Homemade Baby Food 101 For the Modern Mom – Part I


In the tradition of all old things becoming new again, today at Simple Kids we will discuss making homemade baby food – just like our grandmothers did – but with a fresh spin designed for the modern mom.

Today, unlike our grandmothers’ time, we have a plethora of choices in our supermarkets – everything from the conventional, shelf-stable variety to the expensive, gourmet, “boutique” brands. These foods have revolutionized the way we feed our children and there is certainly nothing wrong with them. However, after having my first child, I made the decision to feed my baby the same fresh, wholesome ingredients I fed the rest of my family. Little did I know at the time how simple and convenient homemade baby food would be.

I am certainly not alone in the decision to make homemade baby food; it is making a big come back these days!

It appeals to modern-day moms for a variety of reasons:

It’s better for your baby.

Homemade baby food allows you to introduce fresh, seasonal, healthy, and tasty foods to your little ones – providing them with the best start in life…no fillers, no preservatives. Because you control the ingredients, you can introduce little one’s taste buds a vast array of flavors and textures that you might not find in the conventional brands. The more fruits and vegetables you introduce to your baby at a young age, the more likely they will eat (and enjoy!) them later.
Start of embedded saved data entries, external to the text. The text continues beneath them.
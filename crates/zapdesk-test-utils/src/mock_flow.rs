// SPDX-FileCopyrightText: 2026 Zapdesk Contributors
// SPDX-License-Identifier: MIT OR Apache-2.0

//! Mock flow-execution service.

use std::sync::Mutex;

use async_trait::async_trait;

use zapdesk_core::{FlowTrigger, FlowTriggerRequest, ZapdeskError};

/// Captures every trigger request. A failing mock still records the call.
pub struct MockFlowTrigger {
    calls: Mutex<Vec<FlowTriggerRequest>>,
    fail: bool,
}

impl MockFlowTrigger {
    pub fn new() -> Self {
        Self {
            calls: Mutex::new(Vec::new()),
            fail: false,
        }
    }

    /// A trigger whose every call returns an automation error.
    pub fn failing() -> Self {
        Self {
            fail: true,
            ..Self::new()
        }
    }

    /// Requests received so far, oldest first.
    pub fn calls(&self) -> Vec<FlowTriggerRequest> {
        self.calls.lock().expect("mock lock poisoned").clone()
    }
}

impl Default for MockFlowTrigger {
    fn default() -> Self {
        Self::new()
    }
}

#[async_trait]
impl FlowTrigger for MockFlowTrigger {
    async fn trigger(&self, request: FlowTriggerRequest) -> Result<(), ZapdeskError> {
        self.calls.lock().expect("mock lock poisoned").push(request);
        if self.fail {
            return Err(ZapdeskError::Automation {
                message: "mock flow service unavailable".into(),
            });
        }
        Ok(())
    }
}
// SPDX-FileCopyrightText: 2026 Zapdesk Contributors
// SPDX-License-Identifier: MIT OR Apache-2.0

//! WAHA (WhatsApp HTTP API) webhooks.
//!
//! Envelope: `{ "event": "...", "session": "...", "me": {...}, "payload": {...} }`.

use serde::Deserialize;
use serde_json::Value;

use zapdesk_core::event::{
    DeliveryReceipt, Envelope, InboundEvent, InboundMessage, MediaRef, RouteKey,
};
use zapdesk_core::identity::normalize_phone;
use zapdesk_core::{ConnectionStatus, DeliveryStatus, Provider, WebhookAdapter, ZapdeskError};

use super::{
    decode_body, decode_value, lookup_status, message_type_from_hint, non_empty, timestamp_secs,
};

/// WAHA session states.
pub const STATUS_TABLE: &[(&str, ConnectionStatus)] = &[
    ("STOPPED", ConnectionStatus::Disconnected),
    ("STARTING", ConnectionStatus::Connecting),
    ("SCAN_QR_CODE", ConnectionStatus::Connecting),
    ("WORKING", ConnectionStatus::Connected),
    ("FAILED", ConnectionStatus::Disconnected),
];

pub fn map_status(raw: &str) -> ConnectionStatus {
    lookup_status(STATUS_TABLE, raw)
}

/// WAHA numeric acks: -1 error, 0 pending, 1 server, 2 device, 3 read, 4 played.
pub fn map_ack(ack: i64) -> Option<DeliveryStatus> {
    match ack {
        -1 => Some(DeliveryStatus::Failed),
        1 => Some(DeliveryStatus::Sent),
        2 => Some(DeliveryStatus::Delivered),
        3 | 4 => Some(DeliveryStatus::Read),
        _ => None,
    }
}

#[derive(Debug, Deserialize)]
struct Body {
    #[serde(default)]
    event: String,
    #[serde(default)]
    session: Option<String>,
    #[serde(default)]
    me: Option<Me>,
    #[serde(default)]
    payload: Value,
}

#[derive(Debug, Deserialize)]
struct Me {
    #[serde(default)]
    id: Option<String>,
}

#[derive(Debug, Deserialize)]
struct SessionStatus {
    #[serde(default)]
    status: Option<String>,
    #[serde(default)]
    me: Option<Me>,
}

#[derive(Debug, Deserialize)]
#[serde(rename_all = "camelCase")]
struct WahaMessage {
    #[serde(default)]
    id: Option<String>,
    #[serde(default)]
    timestamp: Value,
    #[serde(default)]
    from: String,
    #[serde(default)]
    to: Option<String>,
    #[serde(default)]
    from_me: bool,
    #[serde(default)]
    body: Option<String>,
    #[serde(default)]
    has_media: bool,
    #[serde(default)]
    media: Option<WahaMedia>,
    #[serde(default, rename = "_data")]
    data: Option<RawData>,
}

#[derive(Debug, Deserialize)]
struct WahaMedia {
    #[serde(default)]
    url: Option<String>,
    #[serde(default)]
    mimetype: Option<String>,
    #[serde(default)]
    filename: Option<String>,
}

/// Engine-specific raw message; only a few fields are stable across engines.
#[derive(Debug, Deserialize)]
#[serde(rename_all = "camelCase")]
struct RawData {
    #[serde(default)]
    notify_name: Option<String>,
    #[serde(default)]
    push_name: Option<String>,
    #[serde(default, rename = "type")]
    kind: Option<String>,
    #[serde(default)]
    key: Option<RawKey>,
}

#[derive(Debug, Deserialize)]
#[serde(rename_all = "camelCase")]
struct RawKey {
    #[serde(default)]
    remote_jid_alt: Option<String>,
}

#[derive(Debug, Deserialize)]
struct Ack {
    #[serde(default)]
    id: Option<String>,
    #[serde(default)]
    ack: Option<i64>,
}

/// Decoder for WAHA webhooks, routed by session name.
pub struct WahaWebhook;

impl WebhookAdapter for WahaWebhook {
    fn provider(&self) -> Provider {
        Provider::Waha
    }

    fn parse(&self, body: &[u8]) -> Result<Vec<Envelope>, ZapdeskError> {
        let body: Body = decode_body(body)?;
        let Some(session) = non_empty(body.session) else {
            return Ok(Vec::new());
        };

        let events = match body.event.as_str() {
            "session.status" | "state.change" => {
                let payload: SessionStatus = decode_value(&body.event, body.payload)?;
                match non_empty(payload.status) {
                    Some(raw) => {
                        let status = map_status(&raw);
                        let me = payload.me.or(body.me).and_then(|m| m.id);
                        let phone_number = (status == ConnectionStatus::Connected)
                            .then_some(me)
                            .flatten()
                            .as_deref()
                            .and_then(normalize_phone);
                        vec![InboundEvent::ConnectionStatusChanged {
                            status,
                            phone_number,
                        }]
                    }
                    None => Vec::new(),
                }
            }
            "message" | "message.any" => {
                let msg: WahaMessage = decode_value(&body.event, body.payload)?;
                convert_message(msg).map(InboundEvent::Message).into_iter().collect()
            }
            "message.ack" => {
                let ack: Ack = decode_value(&body.event, body.payload)?;
                match (non_empty(ack.id), ack.ack.and_then(map_ack)) {
                    (Some(external_id), Some(status)) => {
                        vec![InboundEvent::DeliveryReceipt(DeliveryReceipt {
                            external_id,
                            status,
                            error: None,
                        })]
                    }
                    _ => Vec::new(),
                }
            }
            _ => Vec::new(),
        };

        if events.is_empty() {
            return Ok(Vec::new());
        }
        Ok(vec![Envelope::new(RouteKey::SessionName(session), events)])
    }
}

fn convert_message(msg: WahaMessage) -> Option<InboundMessage> {
    let remote_jid = match (msg.from_me, non_empty(msg.to)) {
        (true, Some(to)) => to,
        _ => msg.from,
    };
    if remote_jid.is_empty() {
        return None;
    }

    let (push_name, hint, alt) = match msg.data {
        Some(raw) => (
            non_empty(raw.notify_name).or(non_empty(raw.push_name)),
            raw.kind,
            raw.key.and_then(|k| k.remote_jid_alt),
        ),
        None => (None, None, None),
    };

    let media = msg
        .media
        .filter(|_| msg.has_media)
        .and_then(|m| MediaRef::from_parts(None, m.url, m.mimetype, m.filename));
    let message_type = match &media {
        Some(m) => message_type_from_hint(hint.as_deref(), m.mime_type()),
        None if msg.has_media => message_type_from_hint(hint.as_deref(), None),
        None => zapdesk_core::MessageType::Text,
    };

    Some(InboundMessage {
        remote_jid,
        alt_phone: alt.as_deref().and_then(normalize_phone),
        push_name,
        body: msg.body.unwrap_or_default(),
        message_type,
        media,
        external_id: non_empty(msg.id),
        timestamp: timestamp_secs(&msg.timestamp),
        from_me: msg.from_me,
    })
}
It’s better for your wallet.

Homemade baby food saves a range of 50-80% off the cost of store-bought food. This can add up to hundreds or even thousands of dollars saved over the course of a year. This savings creates margin in your budget to easily justify buying more organic ingredients, if you so choose.

It’s better for the planet.

Because it is prepared and stored in reusable containers, homemade baby food creates substantially less waste. Parents can additionally incorporate organic and/or local ingredients, which also benefit the environment.

Now that you see the benefits of making homemade baby food, stay tuned for Wednesday’s post when I share with you some simple techniques to demonstrate how quick and easy it can be!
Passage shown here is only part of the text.